What this task involves: Return the following from the records below: each line, word for word, starting with the line that contains "let better = match best" and going on through the line that contains "while let Some(prev)", with nothing outside that range.

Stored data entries
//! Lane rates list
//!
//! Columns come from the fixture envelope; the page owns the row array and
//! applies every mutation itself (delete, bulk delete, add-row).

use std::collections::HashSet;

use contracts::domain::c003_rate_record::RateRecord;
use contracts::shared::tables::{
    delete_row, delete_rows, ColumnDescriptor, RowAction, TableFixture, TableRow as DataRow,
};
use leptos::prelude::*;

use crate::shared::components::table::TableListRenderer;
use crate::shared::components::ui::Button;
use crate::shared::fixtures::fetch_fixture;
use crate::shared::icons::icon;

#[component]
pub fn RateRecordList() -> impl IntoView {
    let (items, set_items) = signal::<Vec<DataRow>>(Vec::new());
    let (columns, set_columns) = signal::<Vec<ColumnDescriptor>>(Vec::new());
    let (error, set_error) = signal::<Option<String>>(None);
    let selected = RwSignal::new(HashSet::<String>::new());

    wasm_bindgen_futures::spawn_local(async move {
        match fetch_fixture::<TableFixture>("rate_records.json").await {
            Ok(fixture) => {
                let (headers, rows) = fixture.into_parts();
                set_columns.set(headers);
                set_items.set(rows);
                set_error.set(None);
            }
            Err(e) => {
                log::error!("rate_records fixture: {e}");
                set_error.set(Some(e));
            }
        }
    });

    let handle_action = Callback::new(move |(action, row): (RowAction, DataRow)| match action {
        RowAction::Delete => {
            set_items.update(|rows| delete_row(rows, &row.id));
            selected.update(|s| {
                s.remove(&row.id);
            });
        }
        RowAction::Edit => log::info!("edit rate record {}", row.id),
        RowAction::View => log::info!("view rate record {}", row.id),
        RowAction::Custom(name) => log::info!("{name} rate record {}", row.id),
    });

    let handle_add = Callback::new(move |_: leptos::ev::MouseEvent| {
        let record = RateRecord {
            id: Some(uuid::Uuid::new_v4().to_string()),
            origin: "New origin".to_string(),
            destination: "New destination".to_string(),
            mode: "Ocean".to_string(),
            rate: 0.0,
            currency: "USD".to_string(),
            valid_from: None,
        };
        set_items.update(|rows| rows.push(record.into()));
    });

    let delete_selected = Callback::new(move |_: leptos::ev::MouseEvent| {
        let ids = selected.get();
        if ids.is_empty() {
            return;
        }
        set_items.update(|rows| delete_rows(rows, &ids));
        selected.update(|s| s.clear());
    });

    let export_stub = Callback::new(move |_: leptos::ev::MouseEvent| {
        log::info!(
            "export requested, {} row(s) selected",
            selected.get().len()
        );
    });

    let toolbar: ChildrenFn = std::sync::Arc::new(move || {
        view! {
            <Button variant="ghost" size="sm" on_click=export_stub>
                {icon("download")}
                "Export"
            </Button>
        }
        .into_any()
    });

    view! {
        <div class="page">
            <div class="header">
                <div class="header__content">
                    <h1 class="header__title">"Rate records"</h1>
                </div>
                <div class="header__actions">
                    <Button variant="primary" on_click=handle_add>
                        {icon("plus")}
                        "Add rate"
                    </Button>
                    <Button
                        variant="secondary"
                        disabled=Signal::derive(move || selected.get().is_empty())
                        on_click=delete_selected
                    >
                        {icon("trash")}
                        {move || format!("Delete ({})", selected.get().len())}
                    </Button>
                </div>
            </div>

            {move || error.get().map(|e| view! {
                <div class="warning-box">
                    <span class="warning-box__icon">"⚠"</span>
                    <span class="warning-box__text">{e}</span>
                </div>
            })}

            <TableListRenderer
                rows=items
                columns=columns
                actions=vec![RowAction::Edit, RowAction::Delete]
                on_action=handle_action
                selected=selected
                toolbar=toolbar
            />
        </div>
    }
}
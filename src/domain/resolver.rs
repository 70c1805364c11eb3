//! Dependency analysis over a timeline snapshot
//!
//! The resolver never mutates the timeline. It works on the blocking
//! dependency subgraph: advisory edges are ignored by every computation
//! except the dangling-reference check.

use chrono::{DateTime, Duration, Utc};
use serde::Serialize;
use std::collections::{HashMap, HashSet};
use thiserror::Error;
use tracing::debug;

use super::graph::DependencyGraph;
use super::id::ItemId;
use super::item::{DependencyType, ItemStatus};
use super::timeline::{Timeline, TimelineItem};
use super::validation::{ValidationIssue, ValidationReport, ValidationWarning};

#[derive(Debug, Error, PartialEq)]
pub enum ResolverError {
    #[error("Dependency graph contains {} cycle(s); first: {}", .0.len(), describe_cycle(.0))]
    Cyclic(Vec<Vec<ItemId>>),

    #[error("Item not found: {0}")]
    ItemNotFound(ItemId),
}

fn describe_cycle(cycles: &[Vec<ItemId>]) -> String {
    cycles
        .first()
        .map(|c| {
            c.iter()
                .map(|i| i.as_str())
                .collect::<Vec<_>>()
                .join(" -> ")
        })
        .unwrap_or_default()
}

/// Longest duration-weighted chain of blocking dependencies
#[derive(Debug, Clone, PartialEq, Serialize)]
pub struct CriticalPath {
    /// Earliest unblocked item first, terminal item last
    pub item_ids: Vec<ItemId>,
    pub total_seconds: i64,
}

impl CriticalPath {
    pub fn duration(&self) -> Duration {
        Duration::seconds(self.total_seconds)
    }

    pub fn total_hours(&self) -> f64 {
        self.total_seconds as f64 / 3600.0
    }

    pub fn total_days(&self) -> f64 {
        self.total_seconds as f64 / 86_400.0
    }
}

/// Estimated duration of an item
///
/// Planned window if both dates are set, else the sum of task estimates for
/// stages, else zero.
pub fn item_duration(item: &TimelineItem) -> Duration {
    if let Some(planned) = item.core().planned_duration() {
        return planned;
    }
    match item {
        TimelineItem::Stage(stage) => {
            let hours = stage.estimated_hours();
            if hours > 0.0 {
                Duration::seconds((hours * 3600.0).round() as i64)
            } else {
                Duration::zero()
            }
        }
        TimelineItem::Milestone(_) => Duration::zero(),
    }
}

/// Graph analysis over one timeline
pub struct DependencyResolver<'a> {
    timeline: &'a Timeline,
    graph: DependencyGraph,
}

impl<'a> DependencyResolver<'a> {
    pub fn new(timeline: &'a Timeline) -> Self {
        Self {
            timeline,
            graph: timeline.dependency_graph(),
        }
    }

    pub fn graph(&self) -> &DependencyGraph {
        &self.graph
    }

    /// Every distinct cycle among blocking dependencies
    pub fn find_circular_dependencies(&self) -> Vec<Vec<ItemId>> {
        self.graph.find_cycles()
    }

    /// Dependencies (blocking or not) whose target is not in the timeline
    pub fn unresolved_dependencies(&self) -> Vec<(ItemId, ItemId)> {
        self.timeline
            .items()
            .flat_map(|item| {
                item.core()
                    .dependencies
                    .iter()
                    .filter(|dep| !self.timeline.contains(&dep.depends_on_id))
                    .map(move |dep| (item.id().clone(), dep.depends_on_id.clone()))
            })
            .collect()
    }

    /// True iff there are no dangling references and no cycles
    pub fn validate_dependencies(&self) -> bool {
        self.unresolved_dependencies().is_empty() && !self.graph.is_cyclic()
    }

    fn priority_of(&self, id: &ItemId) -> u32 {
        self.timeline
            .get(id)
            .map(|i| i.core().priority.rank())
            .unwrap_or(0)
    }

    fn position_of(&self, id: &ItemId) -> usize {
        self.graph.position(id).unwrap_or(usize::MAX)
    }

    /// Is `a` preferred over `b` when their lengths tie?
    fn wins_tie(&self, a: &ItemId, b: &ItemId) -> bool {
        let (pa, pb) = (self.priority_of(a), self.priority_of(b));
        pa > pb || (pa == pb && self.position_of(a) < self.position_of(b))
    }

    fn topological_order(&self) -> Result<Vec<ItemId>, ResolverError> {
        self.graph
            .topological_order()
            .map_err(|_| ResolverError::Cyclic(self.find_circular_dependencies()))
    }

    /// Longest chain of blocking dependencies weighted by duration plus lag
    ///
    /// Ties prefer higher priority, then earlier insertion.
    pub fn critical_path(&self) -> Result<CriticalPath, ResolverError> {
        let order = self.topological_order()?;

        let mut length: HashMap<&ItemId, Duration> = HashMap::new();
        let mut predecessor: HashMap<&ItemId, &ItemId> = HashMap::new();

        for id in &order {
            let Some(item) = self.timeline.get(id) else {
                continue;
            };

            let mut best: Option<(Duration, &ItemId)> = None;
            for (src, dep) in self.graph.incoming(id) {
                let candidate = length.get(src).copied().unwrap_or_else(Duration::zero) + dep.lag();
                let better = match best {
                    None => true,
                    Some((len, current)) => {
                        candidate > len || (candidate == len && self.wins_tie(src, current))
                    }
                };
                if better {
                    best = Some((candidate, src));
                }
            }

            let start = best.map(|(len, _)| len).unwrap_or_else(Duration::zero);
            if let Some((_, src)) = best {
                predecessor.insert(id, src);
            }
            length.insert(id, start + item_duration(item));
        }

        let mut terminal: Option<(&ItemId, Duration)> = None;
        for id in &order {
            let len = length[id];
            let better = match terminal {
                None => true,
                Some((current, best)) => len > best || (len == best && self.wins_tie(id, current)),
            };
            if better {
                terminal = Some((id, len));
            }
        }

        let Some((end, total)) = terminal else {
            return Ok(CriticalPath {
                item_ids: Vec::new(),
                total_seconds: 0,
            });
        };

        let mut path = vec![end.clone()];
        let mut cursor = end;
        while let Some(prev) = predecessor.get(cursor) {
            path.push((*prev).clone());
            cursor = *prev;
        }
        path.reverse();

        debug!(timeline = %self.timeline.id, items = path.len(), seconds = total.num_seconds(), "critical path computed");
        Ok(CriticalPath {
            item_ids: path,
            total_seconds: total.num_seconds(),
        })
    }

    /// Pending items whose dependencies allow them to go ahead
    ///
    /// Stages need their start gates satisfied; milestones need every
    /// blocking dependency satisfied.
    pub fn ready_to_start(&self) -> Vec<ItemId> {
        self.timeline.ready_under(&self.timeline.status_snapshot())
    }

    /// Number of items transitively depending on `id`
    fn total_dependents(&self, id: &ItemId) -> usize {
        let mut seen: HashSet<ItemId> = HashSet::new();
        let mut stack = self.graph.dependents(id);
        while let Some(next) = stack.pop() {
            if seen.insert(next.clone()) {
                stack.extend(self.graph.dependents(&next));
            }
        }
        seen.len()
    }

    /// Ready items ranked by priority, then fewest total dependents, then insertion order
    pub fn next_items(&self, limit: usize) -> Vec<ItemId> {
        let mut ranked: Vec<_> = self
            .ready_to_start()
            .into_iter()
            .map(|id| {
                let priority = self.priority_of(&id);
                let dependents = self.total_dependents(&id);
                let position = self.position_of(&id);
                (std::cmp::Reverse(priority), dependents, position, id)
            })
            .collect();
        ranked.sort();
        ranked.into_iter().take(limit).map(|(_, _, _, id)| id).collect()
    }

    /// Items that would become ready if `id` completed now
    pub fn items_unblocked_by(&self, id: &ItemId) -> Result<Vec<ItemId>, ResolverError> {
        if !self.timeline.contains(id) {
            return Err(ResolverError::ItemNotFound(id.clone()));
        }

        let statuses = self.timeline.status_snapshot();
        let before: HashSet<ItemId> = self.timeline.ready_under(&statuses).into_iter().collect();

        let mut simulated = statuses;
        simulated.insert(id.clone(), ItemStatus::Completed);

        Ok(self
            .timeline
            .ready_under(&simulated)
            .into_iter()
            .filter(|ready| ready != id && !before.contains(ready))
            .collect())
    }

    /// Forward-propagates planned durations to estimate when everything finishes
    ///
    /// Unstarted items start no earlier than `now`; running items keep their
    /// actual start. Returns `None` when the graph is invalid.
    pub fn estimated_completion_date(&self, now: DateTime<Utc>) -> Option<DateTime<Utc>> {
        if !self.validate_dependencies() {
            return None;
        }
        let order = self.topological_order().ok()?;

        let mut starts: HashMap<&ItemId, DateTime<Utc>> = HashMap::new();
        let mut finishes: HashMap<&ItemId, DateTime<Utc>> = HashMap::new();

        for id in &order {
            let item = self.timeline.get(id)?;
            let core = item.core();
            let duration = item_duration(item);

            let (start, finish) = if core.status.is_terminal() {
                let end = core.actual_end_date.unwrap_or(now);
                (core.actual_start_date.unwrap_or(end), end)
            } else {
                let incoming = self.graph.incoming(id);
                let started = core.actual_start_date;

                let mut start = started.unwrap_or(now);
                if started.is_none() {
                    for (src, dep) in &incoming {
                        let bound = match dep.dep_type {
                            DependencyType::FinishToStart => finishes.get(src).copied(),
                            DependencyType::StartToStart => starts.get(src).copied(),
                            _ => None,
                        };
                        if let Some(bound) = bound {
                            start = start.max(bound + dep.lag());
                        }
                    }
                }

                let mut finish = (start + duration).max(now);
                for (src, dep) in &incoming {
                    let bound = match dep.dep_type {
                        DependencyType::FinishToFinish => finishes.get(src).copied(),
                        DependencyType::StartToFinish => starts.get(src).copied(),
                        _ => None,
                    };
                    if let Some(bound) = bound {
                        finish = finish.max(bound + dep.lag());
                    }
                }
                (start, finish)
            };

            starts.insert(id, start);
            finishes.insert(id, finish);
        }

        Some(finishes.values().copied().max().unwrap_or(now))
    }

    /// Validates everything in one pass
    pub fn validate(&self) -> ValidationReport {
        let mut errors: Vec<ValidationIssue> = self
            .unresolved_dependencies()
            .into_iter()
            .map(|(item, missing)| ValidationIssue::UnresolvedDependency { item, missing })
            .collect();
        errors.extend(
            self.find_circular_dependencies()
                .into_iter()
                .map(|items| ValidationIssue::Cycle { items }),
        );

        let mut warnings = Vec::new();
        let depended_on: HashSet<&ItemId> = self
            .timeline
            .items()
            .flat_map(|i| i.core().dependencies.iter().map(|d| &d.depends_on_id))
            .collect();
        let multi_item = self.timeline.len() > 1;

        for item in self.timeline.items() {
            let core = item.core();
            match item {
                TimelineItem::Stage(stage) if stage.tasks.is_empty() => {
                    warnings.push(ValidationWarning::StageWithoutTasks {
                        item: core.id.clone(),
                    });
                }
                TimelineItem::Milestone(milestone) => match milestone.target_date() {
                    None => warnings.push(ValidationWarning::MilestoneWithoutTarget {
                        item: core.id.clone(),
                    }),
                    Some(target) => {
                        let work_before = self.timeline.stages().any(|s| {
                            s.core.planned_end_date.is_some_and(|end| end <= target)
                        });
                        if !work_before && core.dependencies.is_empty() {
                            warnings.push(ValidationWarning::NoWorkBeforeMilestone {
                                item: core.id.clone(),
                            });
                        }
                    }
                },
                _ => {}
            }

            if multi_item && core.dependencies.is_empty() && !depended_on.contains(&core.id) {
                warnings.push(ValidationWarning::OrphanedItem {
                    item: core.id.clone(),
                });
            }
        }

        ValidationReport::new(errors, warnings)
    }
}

Reply to the task:
                let better = match best {
                    None => true,
                    Some((len, current)) => {
                        candidate > len || (candidate == len && self.wins_tie(src, current))
                    }
                };
                if better {
                    best = Some((candidate, src));
                }
            }

            let start = best.map(|(len, _)| len).unwrap_or_else(Duration::zero);
            if let Some((_, src)) = best {
                predecessor.insert(id, src);
            }
            length.insert(id, start + item_duration(item));
        }

        let mut terminal: Option<(&ItemId, Duration)> = None;
        for id in &order {
            let len = length[id];
            let better = match terminal {
                None => true,
                Some((current, best)) => len > best || (len == best && self.wins_tie(id, current)),
            };
            if better {
                terminal = Some((id, len));
            }
        }

        let Some((end, total)) = terminal else {
            return Ok(CriticalPath {
                item_ids: Vec::new(),
                total_seconds: 0,
            });
        };

        let mut path = vec![end.clone()];
        let mut cursor = end;
        while let Some(prev) = predecessor.get(cursor) {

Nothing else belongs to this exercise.